**** RECORD SET

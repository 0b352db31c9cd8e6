// SPDX-License-Identifier: MIT
// Copyright (c) 2026 Alfred Jean LLC

use std::path::PathBuf;

use clap::{Parser, Subcommand, ValueEnum};
use offq_core::ActionKind;

/// Output format for commands supporting structured output.
#[derive(Clone, Copy, Debug, Default, PartialEq, Eq, ValueEnum)]
pub enum OutputFormat {
    #[default]
    Text,
    Json,
}

/// Parse an action kind, accepting any case and `-` for `_`.
fn parse_kind(s: &str) -> Result<ActionKind, String> {
    s.parse::<ActionKind>().map_err(|_| {
        let valid: Vec<&str> = ActionKind::ALL.iter().map(|k| k.as_str()).collect();
        format!("unknown kind '{}' (valid: {})", s, valid.join(", "))
    })
}

#[derive(Parser, Debug)]
#[command(name = "offq")]
#[command(version = env!("CARGO_PKG_VERSION"))]
#[command(about = "Capture actions offline and deliver them once the network returns")]
#[command(
    long_about = "Capture actions offline and deliver them once the network returns.\n\n\
    Actions are persisted in a local queue and submitted in order to a WebSocket \
    endpoint whenever connectivity is available."
)]
pub struct Cli {
    /// Directory holding the queue, config and logs
    #[arg(long, global = true, value_name = "dir")]
    pub state_dir: Option<PathBuf>,

    #[command(subcommand)]
    pub command: Command,
}

#[derive(Subcommand, Debug)]
pub enum Command {
    /// Queue an action for delivery
    #[command(after_help = "\
Examples:
  offq enqueue submit_report '{\"description\":\"overflow bin\"}'
  offq enqueue update-profile '{\"name\":\"Ana\"}' --identity user-42")]
    Enqueue {
        /// Action kind (SUBMIT_REPORT, UPDATE_PROFILE)
        #[arg(value_parser = parse_kind)]
        kind: ActionKind,

        /// Payload as a JSON object
        payload: String,

        /// Opaque caller identity forwarded with the action
        #[arg(long)]
        identity: Option<String>,

        #[arg(long, short, value_enum, default_value_t = OutputFormat::Text)]
        output: OutputFormat,
    },

    /// List queued actions in delivery order
    List {
        #[arg(long, short, value_enum, default_value_t = OutputFormat::Text)]
        output: OutputFormat,
    },

    /// Print the number of queued actions
    Count,

    /// Discard every queued action
    Clear {
        /// Discard even when actions are still queued, or the store is corrupt
        #[arg(long, short)]
        force: bool,
    },

    /// Submit queued actions now, ignoring backoff
    Retry {
        #[arg(long, short, value_enum, default_value_t = OutputFormat::Text)]
        output: OutputFormat,
    },

    /// Keep the queue in sync until interrupted
    Sync,

    /// Print the effective configuration
    Config,
}

#[cfg(test)]
#[path = "cli_tests.rs"]
mod tests;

********

** ACTIVITY **
Repeat each of the entries above precisely as given.

** TASK RESULT **
repository 0b352db31c9cd8e6
// SPDX-License-Identifier: MIT
// Copyright (c) 2026 Alfred Jean LLC

use std::path::PathBuf;

use clap::{Parser, Subcommand, ValueEnum};
use offq_core::ActionKind;

/// Output format for commands supporting structured output.
#[derive(Clone, Copy, Debug, Default, PartialEq, Eq, ValueEnum)]
pub enum OutputFormat {
    #[default]
    Text,
    Json,
}

/// Parse an action kind, accepting any case and `-` for `_`.
fn parse_kind(s: &str) -> Result<ActionKind, String> {
    s.parse::<ActionKind>().map_err(|_| {
        let valid: Vec<&str> = ActionKind::ALL.iter().map(|k| k.as_str()).collect();
        format!("unknown kind '{}' (valid: {})", s, valid.join(", "))
    })
}

#[derive(Parser, Debug)]
#[command(name = "offq")]
#[command(version = env!("CARGO_PKG_VERSION"))]
#[command(about = "Capture actions offline and deliver them once the network returns")]
#[command(
    long_about = "Capture actions offline and deliver them once the network returns.\n\n\
    Actions are persisted in a local queue and submitted in order to a WebSocket \
    endpoint whenever connectivity is available."
)]
pub struct Cli {
    /// Directory holding the queue, config and logs
    #[arg(long, global = true, value_name = "dir")]
    pub state_dir: Option<PathBuf>,

    #[command(subcommand)]
    pub command: Command,
}

#[derive(Subcommand, Debug)]
pub enum Command {
    /// Queue an action for delivery
    #[command(after_help = "\
Examples:
  offq enqueue submit_report '{\"description\":\"overflow bin\"}'
  offq enqueue update-profile '{\"name\":\"Ana\"}' --identity user-42")]
    Enqueue {
        /// Action kind (SUBMIT_REPORT, UPDATE_PROFILE)
        #[arg(value_parser = parse_kind)]
        kind: ActionKind,

        /// Payload as a JSON object
        payload: String,

        /// Opaque caller identity forwarded with the action
        #[arg(long)]
        identity: Option<String>,

        #[arg(long, short, value_enum, default_value_t = OutputFormat::Text)]
        output: OutputFormat,
    },

    /// List queued actions in delivery order
    List {
        #[arg(long, short, value_enum, default_value_t = OutputFormat::Text)]
        output: OutputFormat,
    },

    /// Print the number of queued actions
    Count,

    /// Discard every queued action
    Clear {
        /// Discard even when actions are still queued, or the store is corrupt
        #[arg(long, short)]
        force: bool,
    },

    /// Submit queued actions now, ignoring backoff
    Retry {
        #[arg(long, short, value_enum, default_value_t = OutputFormat::Text)]
        output: OutputFormat,
    },

    /// Keep the queue in sync until interrupted
    Sync,

    /// Print the effective configuration
    Config,
}

#[cfg(test)]
#[path = "cli_tests.rs"]
mod tests;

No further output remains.